But even this language is pointed directly at the Granholm v. Heald decision with the goal of completely overturning that decision. In this Supreme Court decision, the court looked closely at the reasons the states gave for wanting discriminatory laws against out of state shippers and found all the justifications wanting:

"In summary, the States provide little
concrete evidence for the sweeping assertion that they cannot
police direct shipments by out-of-state wineries. Our Commerce
Clause cases demand more than mere speculation
to support
discrimination against out-of-state goods. The burden is
on the State to show that ‘the discrimination is
demonstrably justified."

What's important to note about the above language in H.R 5034 is that it does not say the state may not "facially discriminate against out-of-state producers". It says the state "may not facially discriminate, WITHOUT JUSTIFICATION…" And as we saw above, this new law would provide a state with the ability to simply announce that the discriminatory law is meant to protect minors or assure tax collection…NOT THAT the discrimination is the only way of protecting minors or assuring tax collection. This is important.

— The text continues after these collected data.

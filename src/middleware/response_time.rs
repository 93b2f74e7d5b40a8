//! Stamps the time spent downstream onto the response.

use std::sync::Arc;
use std::time::{Duration, Instant};

use super::{Middleware, Next};
use crate::handler::BoxFuture;
use crate::request::Request;

pub const DEFAULT_HEADER: &str = "X-Response-Time";

/// Response-time middleware. The header is written after the downstream
/// returns, whatever the status.
pub struct ResponseTime {
    header: Arc<str>,
}

impl ResponseTime {
    pub fn new(header: &str) -> Self {
        Self { header: header.into() }
    }
}

impl Default for ResponseTime {
    fn default() -> Self {
        Self::new(DEFAULT_HEADER)
    }
}

impl Middleware for ResponseTime {
    fn call(&self, req: Request, next: Next) -> BoxFuture {
        let header = Arc::clone(&self.header);
        Box::pin(async move {
            let start = Instant::now();
            let mut res = next.run(req).await;
            res.set_header(&header, format_duration(start.elapsed()));
            res
        })
    }
}

/// Formats a duration as `<number><unit>` with the largest unit among
/// `ns`, `µs`, `ms` and `s` that keeps the integer part non-zero.
/// Trailing fractional zeros are dropped: `1.5ms`, `250µs`, `2s`.
pub fn format_duration(d: Duration) -> String {
    let nanos = d.as_nanos();
    if nanos == 0 {
        return "0s".to_owned();
    }
    let (unit, scale, width) = match nanos {
        0..1_000 => ("ns", 1, 0),
        1_000..1_000_000 => ("µs", 1_000, 3),
        1_000_000..1_000_000_000 => ("ms", 1_000_000, 6),
        _ => ("s", 1_000_000_000, 9),
    };
    let whole = nanos / scale;
    let frac = nanos % scale;
    if frac == 0 {
        return format!("{whole}{unit}");
    }
    let frac = format!("{frac:0width$}");
    format!("{whole}.{}{unit}", frac.trim_end_matches('0'))
}
//! Request id propagation.
//!
//! An inbound id is trusted and echoed back; otherwise one is generated. The
//! id is stored in the request extensions as [`RequestId`] and written to the
//! response header.

use std::sync::Arc;

use super::{skipped, Middleware, Next, Skip};
use crate::handler::BoxFuture;
use crate::request::Request;
use crate::session::{uuid_generator, KeyGenerator};

pub const DEFAULT_HEADER: &str = "X-Request-ID";

/// The id assigned to the current request.
#[derive(Clone, Debug, Eq, PartialEq)]
pub struct RequestId(pub String);

/// Configuration for [`RequestIdLayer`].
#[derive(Clone)]
pub struct Config {
    pub header: String,
    pub generator: KeyGenerator,
    pub skip: Option<Skip>,
}

impl Default for Config {
    fn default() -> Self {
        Self { header: DEFAULT_HEADER.to_owned(), generator: uuid_generator(), skip: None }
    }
}

impl Config {
    pub fn new() -> Self {
        Self::default()
    }

    pub fn with_header(mut self, header: impl Into<String>) -> Self {
        self.header = header.into();
        self
    }

    pub fn with_generator(mut self, f: impl Fn() -> String + Send + Sync + 'static) -> Self {
        self.generator = Arc::new(f);
        self
    }

    pub fn with_skip(mut self, f: impl Fn(&Request) -> bool + Send + Sync + 'static) -> Self {
        self.skip = Some(Arc::new(f));
        self
    }
}

/// Request-id middleware.
pub struct RequestIdLayer {
    config: Arc<Config>,
}

impl RequestIdLayer {
    pub fn new(config: Config) -> Self {
        Self { config: Arc::new(config) }
    }
}

impl Default for RequestIdLayer {
    fn default() -> Self {
        Self::new(Config::default())
    }
}

impl Middleware for RequestIdLayer {
    fn call(&self, mut req: Request, next: Next) -> BoxFuture {
        if skipped(self.config.skip.as_ref(), &req) {
            return next.run(req);
        }
        let config = Arc::clone(&self.config);
        let id = req.header(&config.header)
            .filter(|v| !v.is_empty())
            .map(str::to_owned)
            .unwrap_or_else(|| (config.generator)());
        req.extensions_mut().insert(RequestId(id.clone()));

        Box::pin(async move {
            let mut res = next.run(req).await;
            res.set_header(&config.header, id);
            res
        })
    }
}

#[cfg(test)]
mod tests {
    use bytes::Bytes;
    use http::Method;

    use super::*;
    use crate::router::Router;

    fn app(config: Config) -> Arc<Router> {
        Arc::new(
            Router::new()
                .with(RequestIdLayer::new(config))
                .on(Method::GET, "/", |req: Request| async move {
                    req.extensions().get::<RequestId>().map(|id| id.0.clone()).unwrap_or_default()
                }),
        )
    }

    fn get(headers: &[(&str, &str)]) -> Request {
        let mut builder = http::Request::get("/");
        for (k, v) in headers {
            builder = builder.header(*k, *v);
        }
        Request::from_http(builder.body(Bytes::new()).unwrap())
    }

    #[tokio::test]
    async fn echoes_inbound_id() {
        let app = app(Config::new());
        let res = app.handle(get(&[("x-request-id", "abc-123")])).await;
        assert_eq!(res.header("X-Request-ID"), Some("abc-123"));
        assert_eq!(res.body(), b"abc-123");
    }

    #[tokio::test]
    async fn generates_when_missing_or_empty() {
        let app = app(Config::new().with_generator(|| "generated".to_owned()));
        for headers in [&[][..], &[("x-request-id", "")][..]] {
            let res = app.handle(get(headers)).await;
            assert_eq!(res.header("x-request-id"), Some("generated"));
            assert_eq!(res.body(), b"generated");
        }
    }

    #[tokio::test]
    async fn default_generator_is_uuid() {
        let app = app(Config::new().with_header("X-Trace"));
        let res = app.handle(get(&[])).await;
        let id = res.header("x-trace").unwrap();
        assert!(uuid::Uuid::parse_str(id).is_ok());
    }
}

It gives states free reign to do what they like and renders the bill's "may not facially discriminate" language meaningless.

To put it more simply, under H.R. 5034, the states need only offer "mere speculation" in order to support and make constitutional discriminatory laws that will most definitely be introduced into state legislatures if the bill passes through Congress.

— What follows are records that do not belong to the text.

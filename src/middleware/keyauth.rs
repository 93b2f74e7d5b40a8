//! API key authentication.
//!
//! The key is pulled from the request with an [`Extractor`] built from the
//! configured lookup (by default `Authorization: Bearer <key>`) and handed to
//! the validator. Accepted keys are stored in the request extensions as
//! [`ApiKey`].

use std::sync::Arc;

use http::StatusCode;
use tracing::debug;

use super::{skipped, Middleware, Next, Skip};
use crate::error::{Error, Result};
use crate::extractor::{ExtractError, Extractor};
use crate::handler::{BoxFuture, BoxedHandler, Handler};
use crate::request::Request;
use crate::response::Response;

pub const DEFAULT_KEY_LOOKUP: &str = "header:Authorization";
pub const DEFAULT_AUTH_SCHEME: &str = "Bearer";

/// The key that authenticated the current request.
#[derive(Clone, Debug, Eq, PartialEq)]
pub struct ApiKey(pub String);

/// Why authentication failed; inserted into the request extensions before
/// the error handler runs.
#[derive(Clone, Copy, Debug, Eq, PartialEq, thiserror::Error)]
pub enum KeyAuthError {
    #[error("missing or malformed API key: {0}")]
    Missing(ExtractError),
    #[error("invalid or expired API key")]
    Invalid,
}

pub type Validator = Arc<dyn Fn(&Request, &str) -> bool + Send + Sync>;

/// Configuration for [`KeyAuth`].
#[derive(Clone)]
pub struct Config {
    /// `source:key` pairs, see [`Extractor::parse_lookup`].
    pub key_lookup: String,
    /// Only applies to `header:` lookups. Empty reads the raw header value.
    pub auth_scheme: String,
    /// Required.
    pub validator: Option<Validator>,
    /// Defaults to `401 Unauthorized` with a short reason in the body.
    pub error_handler: Option<BoxedHandler>,
    pub skip: Option<Skip>,
}

impl Default for Config {
    fn default() -> Self {
        Self {
            key_lookup: DEFAULT_KEY_LOOKUP.to_owned(),
            auth_scheme: DEFAULT_AUTH_SCHEME.to_owned(),
            validator: None,
            error_handler: None,
            skip: None,
        }
    }
}

impl Config {
    pub fn new() -> Self {
        Self::default()
    }

    pub fn with_key_lookup(mut self, lookup: impl Into<String>) -> Self {
        self.key_lookup = lookup.into();
        self
    }

    pub fn with_auth_scheme(mut self, scheme: impl Into<String>) -> Self {
        self.auth_scheme = scheme.into();
        self
    }

    pub fn with_validator(mut self, f: impl Fn(&Request, &str) -> bool + Send + Sync + 'static) -> Self {
        self.validator = Some(Arc::new(f));
        self
    }

    pub fn with_error_handler(mut self, handler: impl Handler) -> Self {
        self.error_handler = Some(handler.into_boxed_handler());
        self
    }

    pub fn with_skip(mut self, f: impl Fn(&Request) -> bool + Send + Sync + 'static) -> Self {
        self.skip = Some(Arc::new(f));
        self
    }
}

/// Key-auth middleware.
pub struct KeyAuth {
    extractor: Extractor,
    validator: Validator,
    error_handler: Option<BoxedHandler>,
    skip: Option<Skip>,
}

impl KeyAuth {
    /// Fails when no validator is configured or the lookup is malformed.
    pub fn new(config: Config) -> Result<Self> {
        let validator = config
            .validator
            .ok_or(Error::InvalidConfig("keyauth requires a validator"))?;
        Ok(Self {
            extractor: Extractor::parse_lookup(&config.key_lookup, &config.auth_scheme)?,
            validator,
            error_handler: config.error_handler,
            skip: config.skip,
        })
    }

    fn reject(&self, mut req: Request, reason: KeyAuthError) -> BoxFuture {
        debug!(%reason, path = %req.path(), "api key rejected");
        req.extensions_mut().insert(reason);
        if let Some(handler) = &self.error_handler {
            return handler.call(req);
        }
        let body = match reason {
            KeyAuthError::Missing(_) => "Missing or malformed API Key",
            KeyAuthError::Invalid => "Invalid or expired API Key",
        };
        Box::pin(async move {
            Response::builder().status(StatusCode::UNAUTHORIZED).text(body)
        })
    }
}

impl Middleware for KeyAuth {
    fn call(&self, mut req: Request, next: Next) -> BoxFuture {
        if skipped(self.skip.as_ref(), &req) {
            return next.run(req);
        }
        let key = match self.extractor.extract(&req) {
            Ok(key) => key,
            Err(e) => return self.reject(req, KeyAuthError::Missing(e)),
        };
        if !(self.validator)(&req, &key) {
            return self.reject(req, KeyAuthError::Invalid);
        }
        req.extensions_mut().insert(ApiKey(key));
        next.run(req)
    }
}

#[cfg(test)]
mod tests {
    use bytes::Bytes;
    use http::Method;

    use super::*;
    use crate::router::Router;

    fn get(uri: &str, headers: &[(&str, &str)]) -> Request {
        let mut builder = http::Request::get(uri);
        for (k, v) in headers {
            builder = builder.header(*k, *v);
        }
        Request::from_http(builder.body(Bytes::new()).unwrap())
    }

    fn app(config: Config) -> Arc<Router> {
        Arc::new(
            Router::new()
                .with(KeyAuth::new(config).unwrap())
                .on(Method::GET, "/", |req: Request| async move {
                    req.extensions().get::<ApiKey>().map(|k| k.0.clone()).unwrap_or_default()
                })
                .on(Method::GET, "/public", |_req: Request| async { "public" }),
        )
    }

    fn valid_is_secret() -> Config {
        Config::new().with_validator(|_req, key| key == "secret")
    }

    #[tokio::test]
    async fn bearer_key_is_accepted() {
        let res = app(valid_is_secret()).handle(get("/", &[("authorization", "Bearer secret")])).await;
        assert_eq!(res.status_code(), StatusCode::OK);
        assert_eq!(res.body(), b"secret");
    }

    #[tokio::test]
    async fn missing_malformed_and_invalid_keys() {
        let app = app(valid_is_secret());

        let res = app.handle(get("/", &[])).await;
        assert_eq!(res.status_code(), StatusCode::UNAUTHORIZED);
        assert_eq!(res.body(), b"Missing or malformed API Key");

        let res = app.handle(get("/", &[("authorization", "Basic secret")])).await;
        assert_eq!(res.body(), b"Missing or malformed API Key");

        let res = app.handle(get("/", &[("authorization", "Bearer wrong")])).await;
        assert_eq!(res.status_code(), StatusCode::UNAUTHORIZED);
        assert_eq!(res.body(), b"Invalid or expired API Key");
    }

    #[tokio::test]
    async fn lookup_chain_falls_back_to_query() {
        let app = app(valid_is_secret().with_key_lookup("header:X-Api-Key,query:api_key").with_auth_scheme(""));
        let res = app.handle(get("/?api_key=secret", &[])).await;
        assert_eq!(res.body(), b"secret");
        let res = app.handle(get("/", &[("x-api-key", "secret")])).await;
        assert_eq!(res.body(), b"secret");
    }

    #[tokio::test]
    async fn skip_and_custom_error_handler() {
        let config = valid_is_secret()
            .with_skip(|req| req.path() == "/public")
            .with_error_handler(|req: Request| async move {
                match req.extensions().get::<KeyAuthError>() {
                    Some(KeyAuthError::Invalid) => (StatusCode::FORBIDDEN, "invalid"),
                    _ => (StatusCode::UNAUTHORIZED, "missing"),
                }
            });
        let app = app(config);

        assert_eq!(app.handle(get("/public", &[])).await.body(), b"public");
        let res = app.handle(get("/", &[("authorization", "Bearer nope")])).await;
        assert_eq!(res.status_code(), StatusCode::FORBIDDEN);
    }

    #[test]
    fn validator_is_required() {
        assert!(matches!(KeyAuth::new(Config::new()), Err(Error::InvalidConfig(_))));
    }
}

The National Beer Wholesalers Association, who wrote this bill, and the Wine & Spirit Wholesalers of America, who also support the bill, have produced an extraordinarily cynical and deceptive bill in H.R. 5034. They have done so by carefully deconstructing the key holdings and principles of the 2005 Granholm v. Heald Supreme Court Decision.

In the National Beer Wholesalers Association's press release congratulating themselves, they come right out and attempt to pass off deception as a truth:

"The CARE Act aims to clarify congressional intent that states have
primary authority to regulate alcohol; prevent the additional erosion
of state-based alcohol regulation through the expansion of the Granholm v. Heald decision, but not allow facial discrimination against out-of-state alcohol producers."

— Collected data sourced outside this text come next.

//! Randomised exponential backoff with a cap and a bounded number of attempts.
//!
//! Each wait is the current interval plus up to one second of jitter, and the
//! interval grows by `multiplier` after every wait until it reaches
//! `max_backoff`:
//!
//! ```text
//! attempt 1 ─✗─ sleep [1s, 2s) ─ attempt 2 ─✗─ sleep [2s, 3s) ─ attempt 3 ─✓
//! ```

use std::future::Future;
use std::time::Duration;

use rand::rngs::StdRng;
use rand::{Rng, SeedableRng};
use tracing::debug;

use crate::error::{Error, Result};

pub const DEFAULT_INITIAL_INTERVAL: Duration = Duration::from_secs(1);
pub const DEFAULT_MAX_BACKOFF: Duration = Duration::from_secs(32);
pub const DEFAULT_MULTIPLIER: f64 = 2.0;
pub const DEFAULT_MAX_RETRIES: u32 = 10;

/// Upper bound (exclusive) of the jitter added to each wait, in milliseconds.
const JITTER_MS: u64 = 1000;

/// Exponential backoff state. Each engine owns its random source.
#[derive(Debug)]
pub struct ExponentialBackoff {
    initial_interval: Duration,
    max_backoff: Duration,
    multiplier: f64,
    max_retries: u32,
    current: Duration,
    rng: StdRng,
}

impl ExponentialBackoff {
    /// Validates the parameters and seeds the random source from the OS.
    ///
    /// Requires `initial_interval > 0`, `max_backoff >= initial_interval`,
    /// a finite `multiplier > 1` and `max_retries >= 1`.
    pub fn new(
        initial_interval: Duration,
        max_backoff: Duration,
        multiplier: f64,
        max_retries: u32,
    ) -> Result<Self> {
        Self::with_rng(initial_interval, max_backoff, multiplier, max_retries, StdRng::from_os_rng())
    }

    /// Like [`new`](Self::new) with a deterministic seed.
    pub fn with_seed(
        initial_interval: Duration,
        max_backoff: Duration,
        multiplier: f64,
        max_retries: u32,
        seed: u64,
    ) -> Result<Self> {
        Self::with_rng(initial_interval, max_backoff, multiplier, max_retries, StdRng::seed_from_u64(seed))
    }

    fn with_rng(
        initial_interval: Duration,
        max_backoff: Duration,
        multiplier: f64,
        max_retries: u32,
        rng: StdRng,
    ) -> Result<Self> {
        if initial_interval.is_zero() {
            return Err(Error::InvalidConfig("initial interval must be positive"));
        }
        if max_backoff < initial_interval {
            return Err(Error::InvalidConfig("max backoff must not be less than the initial interval"));
        }
        if !multiplier.is_finite() || multiplier <= 1.0 {
            return Err(Error::InvalidConfig("multiplier must be a finite value above 1"));
        }
        if max_retries == 0 {
            return Err(Error::InvalidConfig("max retries must be at least 1"));
        }
        Ok(Self {
            initial_interval,
            max_backoff,
            multiplier,
            max_retries,
            current: Duration::ZERO,
            rng,
        })
    }

    pub fn max_retries(&self) -> u32 {
        self.max_retries
    }

    /// The interval the next wait starts from. Zero until the first retry.
    pub fn current(&self) -> Duration {
        self.current
    }

    /// Runs `f` up to `max_retries` times, sleeping between failures.
    ///
    /// Returns the first success, or the last error once the attempts are
    /// spent. No sleep follows the final attempt.
    pub async fn retry<F, Fut, T, E>(&mut self, mut f: F) -> std::result::Result<T, E>
    where
        F: FnMut() -> Fut,
        Fut: Future<Output = std::result::Result<T, E>>,
    {
        if self.current.is_zero() {
            self.current = self.initial_interval;
        }
        let mut attempt = 1;
        loop {
            match f().await {
                Ok(value) => return Ok(value),
                Err(e) if attempt >= self.max_retries => return Err(e),
                Err(_) => {
                    let wait = self.next();
                    debug!(attempt, wait_ms = wait.as_millis() as u64, "retrying after failure");
                    tokio::time::sleep(wait).await;
                    attempt += 1;
                }
            }
        }
    }

    /// Computes the next wait and grows the interval.
    pub fn next(&mut self) -> Duration {
        if self.current.is_zero() {
            self.current = self.initial_interval;
        }
        let jitter = Duration::from_millis(self.rng.random_range(0..JITTER_MS));
        let candidate = self.current.saturating_add(jitter);
        let grown = self.current.as_secs_f64() * self.multiplier;
        self.current = Duration::try_from_secs_f64(grown)
            .map_or(self.max_backoff, |d| d.min(self.max_backoff));
        if candidate >= self.max_backoff {
            self.current = self.max_backoff;
            return self.max_backoff;
        }
        candidate
    }
}

impl Default for ExponentialBackoff {
    fn default() -> Self {
        Self {
            initial_interval: DEFAULT_INITIAL_INTERVAL,
            max_backoff: DEFAULT_MAX_BACKOFF,
            multiplier: DEFAULT_MULTIPLIER,
            max_retries: DEFAULT_MAX_RETRIES,
            current: Duration::ZERO,
            rng: StdRng::from_os_rng(),
        }
    }
}

#[cfg(test)]
mod tests {
    use std::cell::Cell;

    use super::*;

    fn engine(initial_ms: u64, max_ms: u64, retries: u32) -> ExponentialBackoff {
        ExponentialBackoff::with_seed(
            Duration::from_millis(initial_ms),
            Duration::from_millis(max_ms),
            2.0,
            retries,
            7,
        )
        .unwrap()
    }

    #[test]
    fn rejects_bad_parameters() {
        let s = Duration::from_secs(1);
        assert!(ExponentialBackoff::new(Duration::ZERO, s, 2.0, 3).is_err());
        assert!(ExponentialBackoff::new(s * 2, s, 2.0, 3).is_err());
        assert!(ExponentialBackoff::new(s, s, 1.0, 3).is_err());
        assert!(ExponentialBackoff::new(s, s, f64::NAN, 3).is_err());
        assert!(ExponentialBackoff::new(s, s, 2.0, 0).is_err());
    }

    #[test]
    fn first_wait_is_initial_plus_jitter() {
        let mut b = engine(1000, 32_000, 5);
        let first = b.next();
        assert!(first >= Duration::from_millis(1000));
        assert!(first < Duration::from_millis(2000));
        assert_eq!(b.current(), Duration::from_millis(2000));
    }

    #[test]
    fn waits_never_exceed_the_cap() {
        let mut b = engine(1000, 5000, 50);
        let mut last = Duration::ZERO;
        for _ in 0..20 {
            let wait = b.next();
            assert!(wait >= Duration::from_millis(1000));
            assert!(wait <= Duration::from_millis(5000));
            assert!(b.current() >= last);
            last = b.current();
        }
        assert_eq!(b.current(), Duration::from_millis(5000));
    }

    #[test]
    fn huge_multiplier_clamps_instead_of_overflowing() {
        let mut b = ExponentialBackoff::with_seed(
            Duration::from_secs(1),
            Duration::from_secs(32),
            1e20,
            3,
            1,
        )
        .unwrap();
        assert!(b.next() < Duration::from_secs(2));
        assert_eq!(b.current(), Duration::from_secs(32));
        assert_eq!(b.next(), Duration::from_secs(32));

        let mut unbounded =
            ExponentialBackoff::with_seed(Duration::from_secs(1), Duration::MAX, f64::MAX, 3, 1).unwrap();
        assert!(unbounded.next() < Duration::from_secs(2));
        assert_eq!(unbounded.next(), Duration::MAX);
        assert_eq!(unbounded.current(), Duration::MAX);
    }

    #[tokio::test(start_paused = true)]
    async fn retry_stops_at_first_success() {
        let mut b = engine(100, 1000, 10);
        let calls = Cell::new(0);
        let start = tokio::time::Instant::now();

        let res: std::result::Result<u32, &str> = b
            .retry(|| {
                calls.set(calls.get() + 1);
                let n = calls.get();
                async move { if n < 3 { Err("boom") } else { Ok(n) } }
            })
            .await;

        assert_eq!(res, Ok(3));
        assert_eq!(calls.get(), 3);
        let slept = start.elapsed();
        assert!(slept >= Duration::from_millis(100 + 200));
        assert!(slept <= Duration::from_millis(2000));
    }

    #[tokio::test(start_paused = true)]
    async fn retry_gives_up_after_max_attempts() {
        let mut b = engine(10, 50, 4);
        let calls = Cell::new(0);
        let res: std::result::Result<(), u32> = b
            .retry(|| {
                calls.set(calls.get() + 1);
                let n = calls.get();
                async move { Err(n) }
            })
            .await;
        assert_eq!(res, Err(4));
        assert_eq!(calls.get(), 4);
    }
}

This is shameful. But what's worse is that the beer wholesalers know it's shameful yet they do it nonetheless.

10 Responses

  1. David Honig - April 19, 2010

    No disrespect, but that’s not a legal analysis. It’s just a description. A legal analysis starts with your description, then asks the effect of the bill, should it become a statute.
    I will try to find a few minutes to really break it down over the next few days, but the bottom line is that Congress does not get to tell the Supreme Court how it is to go about determining whether a state law is constitutional. The tell is in the first few words:
    “Notwithstanding that the State or territorial law may burden interstate commerce…”
    Ummm, NO. Unless the Supreme Court turns the clock WAAAAY back, and un-incorporates the Commerce Clause, that is a non-starter.
    I am not saying your description does not capture the intent of the wholesalers, just that this is far short of a legal analysis, and fails to discuss the effect of such a bill, which is likely, at best, little more than a “friend of the court brief.”

  2. John Kelly - April 19, 2010

    David – very true. BUT – if Congress passes HR 5034 and the President signs it into law (unlikely on both counts, but one never knows these days) then it could be years before the Supreme Court overturns this patently unconstitutional proposed legislation.
    And just to be totally on point – if Congress modifies the Constitution with a 2/3rds vote, anything they determine is Constitutional by definition. Not much the Supremes can say about it. That is what is so astonishing about the proposed legislation – it seems to me that, as proposed, it rises to the level of a Constitutional ammendment.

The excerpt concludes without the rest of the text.